Stored dataset items
use aws_sdk_dynamodb::Client as DynamoClient;
use lambda_http::{http::StatusCode, Body, Error, Response};

use super::model::CreateCommentPayload;
use super::service;
use crate::error::{error_response, ApiError};
use crate::users;

/// POST /tasks/{id}/comments - task access is checked by the router before
/// this runs. The author name is resolved from the profile at post time.
pub async fn create_comment(
    client: &DynamoClient,
    table_name: &str,
    task_id: &str,
    author_id: &str,
    body: &[u8],
) -> Result<Response<Body>, Error> {
    let req: CreateCommentPayload = match serde_json::from_slice(body) {
        Ok(p) => p,
        Err(e) => return error_response(&ApiError::Validation(format!("Invalid body: {}", e))),
    };

    let author_name = match users::service::find_user(client, table_name, author_id).await {
        Ok(Some(user)) => user.user_name,
        Ok(None) => "Unknown User".to_string(),
        Err(e) => return error_response(&e),
    };

    let comment = match service::create_comment(
        client,
        table_name,
        task_id,
        author_id,
        &author_name,
        req.text,
    )
    .await
    {
        Ok(c) => c,
        Err(e) => return error_response(&e),
    };

    Ok(Response::builder()
        .status(StatusCode::CREATED)
        .header("Content-Type", "application/json")
        .header("Access-Control-Allow-Origin", "*")
        .body(serde_json::to_string(&comment)?.into())
        .map_err(Box::new)?)
}

/// GET /tasks/{id}/comments
pub async fn list_comments(
    client: &DynamoClient,
    table_name: &str,
    task_id: &str,
) -> Result<Response<Body>, Error> {
    let comments = match service::list_comments(client, table_name, task_id).await {
        Ok(c) => c,
        Err(e) => return error_response(&e),
    };

    Ok(Response::builder()
        .status(StatusCode::OK)
        .header("Content-Type", "application/json")
        .header("Access-Control-Allow-Origin", "*")
        .body(serde_json::to_string(&comments)?.into())
        .map_err(Box::new)?)
}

PROBLEM
Return only those lines of the records that contain the string "service".

EXERCISE ANSWER
use super::service;
    let author_name = match users::service::find_user(client, table_name, author_id).await {
    let comment = match service::create_comment(
    let comments = match service::list_comments(client, table_name, task_id).await {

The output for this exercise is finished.